“You’re probably right,” Julian agreed.
“Even when I was mostly human, I never really considered having a wedding. I had no illusions of finding a man who would understand what I was and what our children would be. For all I knew, I may have been enough of a vampire that I could never have children, so I never dreamed of them either. We’re bound deeper than any vows could ever make us, but I would wear your rings. Remember it goes both ways though. You’d have to wear my ring to keep all those human women away from you too.”
He grinned at her as he embraced her tighter. “I’ll proudly wear your brand.”
“Damn right you will.”
She rested her head against his chest and lifted her face to kiss his jaw. Turning her mouth into his throat, she pressed her lips against the vein running through there. His fingers stroked her cheek as her lips skimmed back and she sank her fangs into his flesh.
The powerful wash of his blood flooded her system, causing her fingers to curl into his shoulders. He held her closer as he bent his head to kiss her shoulder. She felt his fangs a second before he pierced her skin.
He growled against her flesh while he fed from her. Quinn bit deeper, needing him in a desperate, almost savage way that she’d never experienced before. Her fingers tore at him, pulling him closer as he shifted her in his lap so she straddled him.
His fingers tugged at the button of his jeans before he somehow managed to shift her and kick them off. Still only in Chris’s shirt, she felt him against her before he entered her. The shirt fell away from her as he tore it down the backside and threw it away.
Instead of setting her on fire like it normally did, his touch was like ice flowing through her veins as it doused the heat of the flames that had consumed her. She craved and welcomed the way it eased the pain of her memories. She forgot all about the searing fire, forgot all about the death and rebirth she’d experienced within its flames, as she became consumed by him.
The bond between them swirled around her as she felt what he’d experienced within those tunnels. She lived his terror while he watched her fall into those flames and then his intense relief when she emerged from them.
His anguish over not being able to help her engulfed her.

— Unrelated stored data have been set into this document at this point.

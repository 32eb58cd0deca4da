//! In-process provider that replays queued responses.

use std::collections::VecDeque;
use std::sync::atomic::{AtomicUsize, Ordering};
use std::sync::Mutex;

use async_trait::async_trait;

use super::{ModelProvider, ModelRequest, ModelResponse};
use crate::error::AgentError;
use crate::telemetry::sink::lock;
use crate::types::{AgentToolCall, Usage};

enum Reply {
    Response(ModelResponse),
    Error(String),
}

/// Replays queued responses in order, one per call.
///
/// Every call yields to the scheduler once before answering, so callers see
/// a real suspension point. Calling past the end of the queue is an error.
pub struct ScriptedProvider {
    model_id: String,
    replies: Mutex<VecDeque<Reply>>,
    requests: Mutex<Vec<ModelRequest>>,
    next_call_id: AtomicUsize,
}

impl ScriptedProvider {
    pub fn new(model_id: impl Into<String>) -> Self {
        Self {
            model_id: model_id.into(),
            replies: Mutex::new(VecDeque::new()),
            requests: Mutex::new(Vec::new()),
            next_call_id: AtomicUsize::new(1),
        }
    }

    pub fn queue_response(&self, response: ModelResponse) -> &Self {
        lock(&self.replies).push_back(Reply::Response(response));
        self
    }

    pub fn queue_text(&self, text: &str) -> &Self {
        self.queue_response(ModelResponse::text(text).with_usage(Usage::new(10, 20)))
    }

    /// Queue a single tool call; its call id is generated.
    pub fn queue_tool_call(&self, name: &str, args: serde_json::Value) -> &Self {
        let id = format!("call-{}", self.next_call_id.fetch_add(1, Ordering::Relaxed));
        let call = AgentToolCall::new(id, name, args);
        self.queue_response(ModelResponse::tool_calls(vec![call]).with_usage(Usage::new(10, 5)))
    }

    pub fn queue_error(&self, message: &str) -> &Self {
        lock(&self.replies).push_back(Reply::Error(message.to_string()));
        self
    }

    /// Requests received so far.
    pub fn requests(&self) -> Vec<ModelRequest> {
        lock(&self.requests).clone()
    }

    pub fn call_count(&self) -> usize {
        lock(&self.requests).len()
    }

    pub fn remaining(&self) -> usize {
        lock(&self.replies).len()
    }
}

#[async_trait]
impl ModelProvider for ScriptedProvider {
    fn model_id(&self) -> &str {
        &self.model_id
    }

    async fn generate(&self, request: &ModelRequest) -> Result<ModelResponse, AgentError> {
        lock(&self.requests).push(request.clone());
        tokio::task::yield_now().await;
        let reply = lock(&self.replies).pop_front();
        match reply {
            Some(Reply::Response(response)) => Ok(response),
            Some(Reply::Error(message)) => Err(AgentError::model(&self.model_id, message)),
            None => Err(AgentError::model(&self.model_id, "no scripted response left")),
        }
    }
}

#[cfg(test)]
mod tests {
    use super::*;
    use serde_json::json;

    #[tokio::test]
    async fn replays_in_order_then_fails() {
        let provider = ScriptedProvider::new("scripted");
        provider
            .queue_tool_call("lookup", json!({"q": 1}))
            .queue_text("done");

        let request = ModelRequest::default();
        let first = provider.generate(&request).await.unwrap();
        assert_eq!(first.tool_calls[0].id, "call-1");
        assert_eq!(provider.generate(&request).await.unwrap().text, "done");
        assert!(provider.generate(&request).await.is_err());
        assert_eq!(provider.call_count(), 3);
    }
}
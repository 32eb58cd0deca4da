//! agentrace CLI binary entry point.

use std::sync::Arc;

use clap::Parser;
use futures::StreamExt;
use serde_json::json;
use tracing_subscriber::EnvFilter;

use agentrace::agent::LlmAgent;
use agentrace::agent_loop::{InvocationStatus, Runner};
use agentrace::cli::{Cli, Commands, DemoArgs};
use agentrace::provider::ScriptedProvider;
use agentrace::telemetry::Tracer;
use agentrace::tools::{AgentTool, AgentToolParameters};

#[tokio::main]
async fn main() {
    tracing_subscriber::fmt()
        .with_env_filter(EnvFilter::try_from_default_env().unwrap_or_else(|_| EnvFilter::new("warn")))
        .with_writer(std::io::stderr)
        .init();

    let cli = Cli::parse();
    let result = match cli.command {
        Commands::Demo(args) => handle_demo(args).await,
    };

    if let Err(e) = result {
        eprintln!("Error: {e}");
        std::process::exit(1);
    }
}

async fn handle_demo(args: DemoArgs) -> Result<(), Box<dyn std::error::Error>> {
    let provider = Arc::new(ScriptedProvider::new("scripted-demo"));
    for step in 0..args.steps {
        provider.queue_tool_call(&args.tool_name, json!({ "text": format!("step {step}") }));
    }
    provider.queue_text("all done");

    let echo = AgentTool::new(
        args.tool_name.clone(),
        "Echo the given text",
        AgentToolParameters::object().string("text", "Text to echo", true).build(),
        |args, _ctx| async move { Ok(json!({ "echo": args.get_str("text")? })) },
    );
    let agent = LlmAgent::new(args.agent_name.clone(), provider).with_tool(Arc::new(echo));

    let (tracer, sink) = Tracer::in_memory();
    let runner = Runner::new(Arc::new(agent)).with_tracer(tracer);

    let mut events = runner.run_async_with_new_session(&args.prompt);
    let limit = args.take.unwrap_or(usize::MAX);
    let mut seen = 0;
    while seen < limit {
        let Some(item) = events.next().await else {
            break;
        };
        let Ok(event) = item else {
            break;
        };
        seen += 1;
        println!("event {seen} [{}]: {}", event.author(), serde_json::to_string(event.content())?);
    }
    let summary = events.result();
    drop(events);

    // Stopping early with --take leaves the invocation to be abandoned by the drop.
    let status = if summary.status.is_terminal() {
        summary.status
    } else {
        InvocationStatus::Abandoned
    };
    println!();
    println!("invocation {status} after {} events", summary.events);
    print!("{}", sink.render_tree());
    for (name, count) in sink.name_counts() {
        println!("{count:>3}  {name}");
    }
    match summary.error {
        Some(error) => Err(error.into()),
        None => Ok(()),
    }
}
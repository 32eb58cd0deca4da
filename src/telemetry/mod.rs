//! Span management for the execution pipeline.
//!
//! [`start_current_span`] is the single entry point used by the runner, the
//! agent wrapper and the model/tool invokers. It opens a span as a child of
//! whatever span is innermost in the ambient [`SpanScope`] and returns a
//! [`ScopedSpan`] guard that closes it on every exit path.
//!
//! The ambient scope is per thread and only installed while a
//! [`ScopedStream`] is being polled, so each invocation keeps its own
//! active-span stack even when many invocations share a runtime.

pub mod names;
pub mod scope;
pub mod sink;
pub mod stream;

pub use scope::{ScopeGuard, ScopedSpan, SpanScope};
pub use sink::{InMemorySink, NoopSink, SpanEvent, SpanId, SpanRecord, SpanSink, TracingSink};
pub use stream::{ScopedStream, TracedStream};

use std::fmt;
use std::sync::{Arc, OnceLock};

use crate::config::{AgentraceConfig, SinkKind, TelemetryConfig};
use crate::error::{AgentError, Result};

static GLOBAL_TRACER: OnceLock<Tracer> = OnceLock::new();

/// Handle to a span sink. Cheap to clone.
#[derive(Clone)]
pub struct Tracer {
    sink: Arc<dyn SpanSink>,
}

impl fmt::Debug for Tracer {
    fn fmt(&self, f: &mut fmt::Formatter<'_>) -> fmt::Result {
        f.debug_struct("Tracer").field("sink", &"..").finish()
    }
}

impl Tracer {
    pub fn new(sink: Arc<dyn SpanSink>) -> Self {
        Self { sink }
    }

    /// Tracer whose spans balance but go nowhere.
    pub fn noop() -> Self {
        Self::new(Arc::new(NoopSink))
    }

    /// Tracer that records into a fresh [`InMemorySink`].
    pub fn in_memory() -> (Self, Arc<InMemorySink>) {
        let sink = Arc::new(InMemorySink::new());
        (Self::new(sink.clone()), sink)
    }

    pub fn from_config(config: &TelemetryConfig) -> Self {
        match config.sink {
            SinkKind::Tracing => Self::new(Arc::new(TracingSink::new())),
            SinkKind::Noop => Self::noop(),
        }
    }

    /// Process-wide tracer, built from [`AgentraceConfig::global`] on first use.
    pub fn global() -> &'static Tracer {
        GLOBAL_TRACER.get_or_init(|| Self::from_config(&AgentraceConfig::global().telemetry))
    }

    /// Install the process-wide tracer. Only the first call wins.
    pub fn set_global(tracer: Tracer) -> Result<()> {
        GLOBAL_TRACER
            .set(tracer)
            .map_err(|_| AgentError::Configuration("global tracer already initialized".into()))
    }

    pub fn sink(&self) -> &Arc<dyn SpanSink> {
        &self.sink
    }

    /// Open a span on the ambient scope if it reports to this tracer,
    /// otherwise as the root of a new detached scope.
    pub fn start_current_span(&self, name: impl Into<String>) -> ScopedSpan {
        match SpanScope::current() {
            Some(scope) if scope.same_tracer(self) => scope.start_span(name),
            _ => SpanScope::new(self.clone()).start_span(name),
        }
    }

    pub(crate) fn same_sink(&self, other: &Tracer) -> bool {
        Arc::ptr_eq(&self.sink, &other.sink)
    }
}

/// Open a span named `name` under the innermost open span of the ambient
/// scope. Without an ambient scope the span becomes a root span reported to
/// [`Tracer::global`].
pub fn start_current_span(name: impl Into<String>) -> ScopedSpan {
    match SpanScope::current() {
        Some(scope) => scope.start_span(name),
        None => Tracer::global().start_current_span(name),
    }
}
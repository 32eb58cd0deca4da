//! Streaming types.

use futures::stream::BoxStream;

use super::event::Event;
use crate::error::AgentError;

/// Lazy, pull-driven sequence of events produced by an agent.
///
/// Dropping the stream abandons the run; any spans still open inside it
/// close as part of that drop.
pub type EventStream = BoxStream<'static, Result<Event, AgentError>>;
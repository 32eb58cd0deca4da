//! Core invocation types.

use chrono::{DateTime, Utc};
use serde::{Deserialize, Serialize};
use strum::Display;

/// Invocation lifecycle status, as observed by the consumer of the stream.
#[derive(Debug, Clone, Copy, Serialize, Deserialize, PartialEq, Eq, Display)]
#[serde(rename_all = "snake_case")]
#[strum(serialize_all = "snake_case")]
pub enum InvocationStatus {
    /// Not yet exhausted, failed, cancelled or dropped.
    Running,
    Completed,
    Failed,
    Cancelled,
    /// Dropped by the consumer before it finished.
    Abandoned,
}

impl InvocationStatus {
    pub fn is_terminal(self) -> bool {
        !matches!(self, Self::Running)
    }
}

/// Summary of a finished invocation.
#[derive(Debug, Clone, Serialize, Deserialize, PartialEq)]
pub struct InvocationResult {
    pub status: InvocationStatus,
    pub events: usize,
    #[serde(default, skip_serializing_if = "Option::is_none")]
    pub error: Option<String>,
    pub finished_at: DateTime<Utc>,
}

impl InvocationResult {
    pub fn new(status: InvocationStatus, events: usize, error: Option<String>) -> Self {
        Self {
            status,
            events,
            error,
            finished_at: Utc::now(),
        }
    }
}
//! Tests for the tool system and the tool invoker.

use std::sync::Arc;

use serde_json::json;

use agentrace::agent_loop::execute_tool;
use agentrace::telemetry::{SpanScope, Tracer};
use agentrace::tools::*;
use agentrace::types::AgentToolCall;

#[test]
fn parameter_builder_constructs_schema() {
    let params = AgentToolParameters::object()
        .string("query", "Search query", true)
        .number("limit", "Max results", false)
        .boolean("verbose", "Enable verbose output", false)
        .build();

    let schema = &params.schema;
    assert_eq!(schema["type"], "object");
    assert_eq!(schema["properties"]["query"]["type"], "string");
    assert_eq!(schema["properties"]["limit"]["type"], "number");
    assert_eq!(schema["required"].as_array().unwrap().len(), 1);
}

#[test]
fn empty_parameters() {
    let params = AgentToolParameters::empty();
    assert_eq!(params.schema["type"], "object");
}

#[tokio::test]
async fn agent_tool_sees_execution_context() {
    let tool = AgentTool::new(
        "whoami",
        "Report the calling agent",
        AgentToolParameters::empty(),
        |_args, ctx| async move { Ok(json!({ "agent": ctx.agent_name, "call": ctx.tool_call_id })) },
    );
    let ctx = ToolExecutionContext {
        agent_name: "planner".into(),
        tool_call_id: "c9".into(),
        ..Default::default()
    };

    let result = tool.execute(&ToolArguments::new(json!({})), &ctx).await.unwrap();
    assert_eq!(result, json!({ "agent": "planner", "call": "c9" }));
}

#[tokio::test]
async fn execute_tool_span_uses_the_declared_name() {
    let (tracer, sink) = Tracer::in_memory();
    let scope = SpanScope::new(tracer);
    let tool: Arc<dyn Tool> = Arc::new(AgentTool::new(
        "get_weather",
        "Weather lookup",
        AgentToolParameters::object().string("city", "City", true).build(),
        |args, _ctx| async move { Ok(json!({ "city": args.get_str("city")?, "temp": 21 })) },
    ));
    let call = AgentToolCall::new("c1", "get_weather", json!({"city": "Oslo"}));

    let ok = {
        let _entered = scope.enter();
        execute_tool(tool.as_ref(), &call, &ToolExecutionContext::default()).await
    };
    assert_eq!(ok.unwrap()["temp"], 21);

    let bad_call = AgentToolCall::new("c2", "get_weather", json!({}));
    let err = {
        let _entered = scope.enter();
        execute_tool(tool.as_ref(), &bad_call, &ToolExecutionContext::default()).await
    };
    assert!(err.is_err());
    assert_eq!(sink.count("execute_tool get_weather"), 2);
    assert!(sink.open_spans().is_empty());
    assert_eq!(scope.depth(), 0);
}
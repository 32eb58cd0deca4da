//! Agent loop primitives: invocation context, model and tool invokers, and
//! the runner.

pub mod context;
pub mod llm_phase;
pub mod runner;
pub mod tool_phase;
pub mod types;

pub use context::InvocationContext;
pub use llm_phase::call_llm;
pub use runner::{InvocationStream, Runner};
pub use tool_phase::{dispatch_tool_calls, execute_tool};
pub use types::{InvocationResult, InvocationStatus};
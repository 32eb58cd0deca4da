//! Closure-backed agent.

use std::fmt;
use std::sync::Arc;

use super::Agent;
use crate::agent_loop::InvocationContext;
use crate::types::EventStream;

type RunFn = dyn Fn(Arc<InvocationContext>) -> EventStream + Send + Sync;

/// Agent whose events come from a caller-supplied closure.
///
/// The closure is called on the agent's first poll, inside its span; the
/// stream it returns may be finite or unbounded.
#[derive(Clone)]
pub struct FnAgent {
    name: String,
    description: String,
    sub_agents: Vec<Arc<dyn Agent>>,
    run: Arc<RunFn>,
}

impl FnAgent {
    pub fn new<F>(name: impl Into<String>, run: F) -> Self
    where
        F: Fn(Arc<InvocationContext>) -> EventStream + Send + Sync + 'static,
    {
        Self {
            name: name.into(),
            description: String::new(),
            sub_agents: Vec::new(),
            run: Arc::new(run),
        }
    }

    pub fn with_description(mut self, description: impl Into<String>) -> Self {
        self.description = description.into();
        self
    }

    /// Declare sub-agents; the closure decides whether and how to run them.
    pub fn with_sub_agents(mut self, sub_agents: Vec<Arc<dyn Agent>>) -> Self {
        self.sub_agents = sub_agents;
        self
    }
}

impl Agent for FnAgent {
    fn name(&self) -> &str {
        &self.name
    }

    fn description(&self) -> &str {
        &self.description
    }

    fn sub_agents(&self) -> &[Arc<dyn Agent>] {
        &self.sub_agents
    }

    fn run_impl(self: Arc<Self>, ctx: Arc<InvocationContext>) -> EventStream {
        (self.run)(ctx)
    }
}

impl fmt::Debug for FnAgent {
    fn fmt(&self, f: &mut fmt::Formatter<'_>) -> fmt::Result {
        f.debug_struct("FnAgent")
            .field("name", &self.name)
            .field("sub_agents", &self.sub_agents.len())
            .finish()
    }
}
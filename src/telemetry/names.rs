//! Span names emitted by the execution pipeline.
//!
//! These strings are the external contract with span backends and must not
//! change shape: `agent_run` wraps the agent name in brackets, `execute_tool`
//! joins the tool name with a single space.

/// Span around one top-level invocation.
pub const INVOCATION: &str = "invocation";

/// Span around one model call.
pub const CALL_LLM: &str = "call_llm";

/// Span around one agent run: `agent_run [<agent name>]`.
pub fn agent_run(agent_name: &str) -> String {
    format!("agent_run [{agent_name}]")
}

/// Span around one tool execution: `execute_tool <tool name>`.
pub fn execute_tool(tool_name: &str) -> String {
    format!("execute_tool {tool_name}")
}

#[cfg(test)]
mod tests {
    use super::*;

    #[test]
    fn names_are_bit_exact() {
        assert_eq!(INVOCATION, "invocation");
        assert_eq!(CALL_LLM, "call_llm");
        assert_eq!(agent_run("some_root_agent"), "agent_run [some_root_agent]");
        assert_eq!(execute_tool("some_tool"), "execute_tool some_tool");
    }
}
//! Convenience re-exports for common use.

pub use crate::agent::{run_agent, Agent, FnAgent, LlmAgent, SequentialAgent};
pub use crate::agent_loop::{InvocationContext, InvocationStatus, InvocationStream, Runner};
pub use crate::config::{AgentraceConfig, RunConfig, ToolErrorPolicy};
pub use crate::error::{AgentError, Result};
pub use crate::provider::{ModelProvider, ModelRequest, ModelResponse, ScriptedProvider};
pub use crate::telemetry::{start_current_span, InMemorySink, SpanSink, Tracer};
pub use crate::tools::{AgentTool, AgentToolParameters, Tool, ToolArguments};
pub use crate::types::{ContentPart, Event, EventStream, GenerationSettings, ModelMessage, Role, Usage};
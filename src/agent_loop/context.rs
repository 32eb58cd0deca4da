//! Per-invocation state shared with every agent in the tree.

use std::fmt;
use std::sync::atomic::{AtomicUsize, Ordering};
use std::sync::{Arc, Mutex};

use tokio_util::sync::CancellationToken;
use uuid::Uuid;

use crate::agent::Agent;
use crate::config::RunConfig;
use crate::error::{AgentError, Result};
use crate::telemetry::sink::lock;
use crate::types::{Event, Usage};

/// State scoped to one top-level invocation.
///
/// Created by the [`Runner`](super::Runner), handed to agents as
/// `Arc<InvocationContext>`, and dropped together with the invocation
/// stream.
pub struct InvocationContext {
    invocation_id: Uuid,
    session_id: Uuid,
    app_name: String,
    root_agent: Arc<dyn Agent>,
    user_event: Event,
    run_config: RunConfig,
    cancel: CancellationToken,
    llm_calls: AtomicUsize,
    usage: Mutex<Usage>,
}

impl InvocationContext {
    pub fn new(
        app_name: impl Into<String>,
        session_id: Uuid,
        root_agent: Arc<dyn Agent>,
        user_event: Event,
        run_config: RunConfig,
    ) -> Self {
        Self {
            invocation_id: user_event.invocation_id(),
            session_id,
            app_name: app_name.into(),
            root_agent,
            user_event,
            run_config,
            cancel: CancellationToken::new(),
            llm_calls: AtomicUsize::new(0),
            usage: Mutex::new(Usage::default()),
        }
    }

    pub fn invocation_id(&self) -> Uuid {
        self.invocation_id
    }

    pub fn session_id(&self) -> Uuid {
        self.session_id
    }

    pub fn app_name(&self) -> &str {
        &self.app_name
    }

    pub fn root_agent(&self) -> &Arc<dyn Agent> {
        &self.root_agent
    }

    /// The caller's input, authored by `"user"`.
    pub fn user_event(&self) -> &Event {
        &self.user_event
    }

    pub fn run_config(&self) -> &RunConfig {
        &self.run_config
    }

    pub fn cancel(&self) {
        self.cancel.cancel();
    }

    pub fn is_cancelled(&self) -> bool {
        self.cancel.is_cancelled()
    }

    pub fn cancellation_token(&self) -> CancellationToken {
        self.cancel.clone()
    }

    /// Resolves once the invocation is cancelled.
    pub async fn cancelled(&self) {
        self.cancel.cancelled().await
    }

    /// Reserve one model call against `max_llm_calls`, returning the new
    /// total. Once the limit is reached the call is refused and not counted.
    pub fn begin_llm_call(&self) -> Result<usize> {
        let limit = self.run_config.max_llm_calls;
        self.llm_calls
            .fetch_update(Ordering::SeqCst, Ordering::SeqCst, |count| {
                (limit == 0 || count < limit).then_some(count + 1)
            })
            .map(|previous| previous + 1)
            .map_err(|_| AgentError::MaxStepsExceeded(limit))
    }

    /// Model calls started so far.
    pub fn llm_calls(&self) -> usize {
        self.llm_calls.load(Ordering::SeqCst)
    }

    pub fn record_usage(&self, usage: &Usage) {
        lock(&self.usage).merge(usage);
    }

    /// Token usage accumulated across all model calls so far.
    pub fn usage(&self) -> Usage {
        *lock(&self.usage)
    }
}

impl fmt::Debug for InvocationContext {
    fn fmt(&self, f: &mut fmt::Formatter<'_>) -> fmt::Result {
        f.debug_struct("InvocationContext")
            .field("invocation_id", &self.invocation_id)
            .field("session_id", &self.session_id)
            .field("app_name", &self.app_name)
            .field("root_agent", &self.root_agent.name())
            .field("llm_calls", &self.llm_calls())
            .field("cancelled", &self.is_cancelled())
            .finish()
    }
}
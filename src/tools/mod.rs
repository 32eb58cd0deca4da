//! Tools the model can call.

pub mod arguments;
pub mod tool;
pub mod types;

pub use arguments::ToolArguments;
pub use tool::{AgentTool, Tool, ToolExecutionContext};
pub use types::{AgentToolParameters, ParameterBuilder};
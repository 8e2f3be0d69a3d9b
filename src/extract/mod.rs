mod docx;
mod pdf;

use std::path::Path;

use crate::error::{Error, Result};

#[derive(Debug, Clone, Copy, PartialEq, Eq)]
pub enum DocumentKind {
    Pdf,
    Docx,
}

impl DocumentKind {
    pub fn from_path(path: &Path) -> Result<Self> {
        let extension = path
            .extension()
            .and_then(|e| e.to_str())
            .map(|e| e.to_lowercase());

        match extension.as_deref() {
            Some("pdf") => Ok(DocumentKind::Pdf),
            Some("docx") => Ok(DocumentKind::Docx),
            _ => Err(Error::UnsupportedFormat(path.display().to_string())),
        }
    }
}

/// Best-effort plain-text extraction from an uploaded resume. Returns an
/// empty string when the document has no extractable text layer; the
/// caller treats that the same as a missing document.
pub fn extract_text(path: &Path) -> Result<String> {
    let kind = DocumentKind::from_path(path)?;
    let bytes = std::fs::read(path)?;

    tracing::info!(path = %path.display(), ?kind, "extracting resume text");

    match kind {
        DocumentKind::Pdf => pdf::extract_text(&bytes),
        DocumentKind::Docx => docx::extract_text(&bytes),
    }
}
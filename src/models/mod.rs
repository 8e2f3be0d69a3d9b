pub mod report;

pub use report::*;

Then she felt his relief over the end of The Commission. She got a brief glimpse of what he’d seen from that last woman before his overwhelming desire for her dragged her deeper into the depths of ecstasy.
Later, she lay against his side, her fingers tracing over the carved ridges of his abdomen. “You have a way of making me forget,” she murmured.
“You have a way of making me remember.”
She lifted her head and propped her chin on his chest so she could gaze into his eyes. “Remember what?”
His fingers slid over where the scar on her temple had been. “My humanity. I’d long believed it destroyed.”
“You found your humanity again before me,” she reminded him.
“I stopped killing before I found you. I was trying to do better, but until you entered my life, I never fully understood why I just didn’t give into my nature again. I care deeply for the others, but giving in would have been so much easier than struggling every day. Now, I know I was waiting for you, and you are worth every uncertain second of that wait and more.”
Tears burned her eyes again and slid free. She tried to blink them back. “You have no idea how weird it feels to cry when you don’t have eyelashes,” she said.
He grinned at her before drawing her toward him until their lips brushed while he spoke. “I’ll be happy to make you forget all about that again.”
CHAPTER 28
Three months later
“You’ve waited all these years to get married, are you sure you want to do it in Vegas?” Quinn asked as she handed Hawtie her bouquet of white roses.
“It’s Sin City, honey, and one thing I am is sinful,” Hawtie replied with a swish of her rounded hips.
“Yeah you are, Red,” Julian drawled from where he sat in the booth behind them. His arms were stretched casually over the back of the booth while he watched them.
“Hush, you,” Quinn said. “You shouldn’t even be in here.”
“It’s only bad luck for the groom to see the bride, and if you put me out there with her groom, there may not be a wedding,” he replied.
Quinn frowned at him, but Hawtie chuckled and stepped forward to peer at herself in the full-length mirror hanging on the wall of the small dressing room. She turned back and forth, carefully examining herself. The deep red dress she wore hung to mid-thigh and was cut low in the front to emphasize her ample cleavage.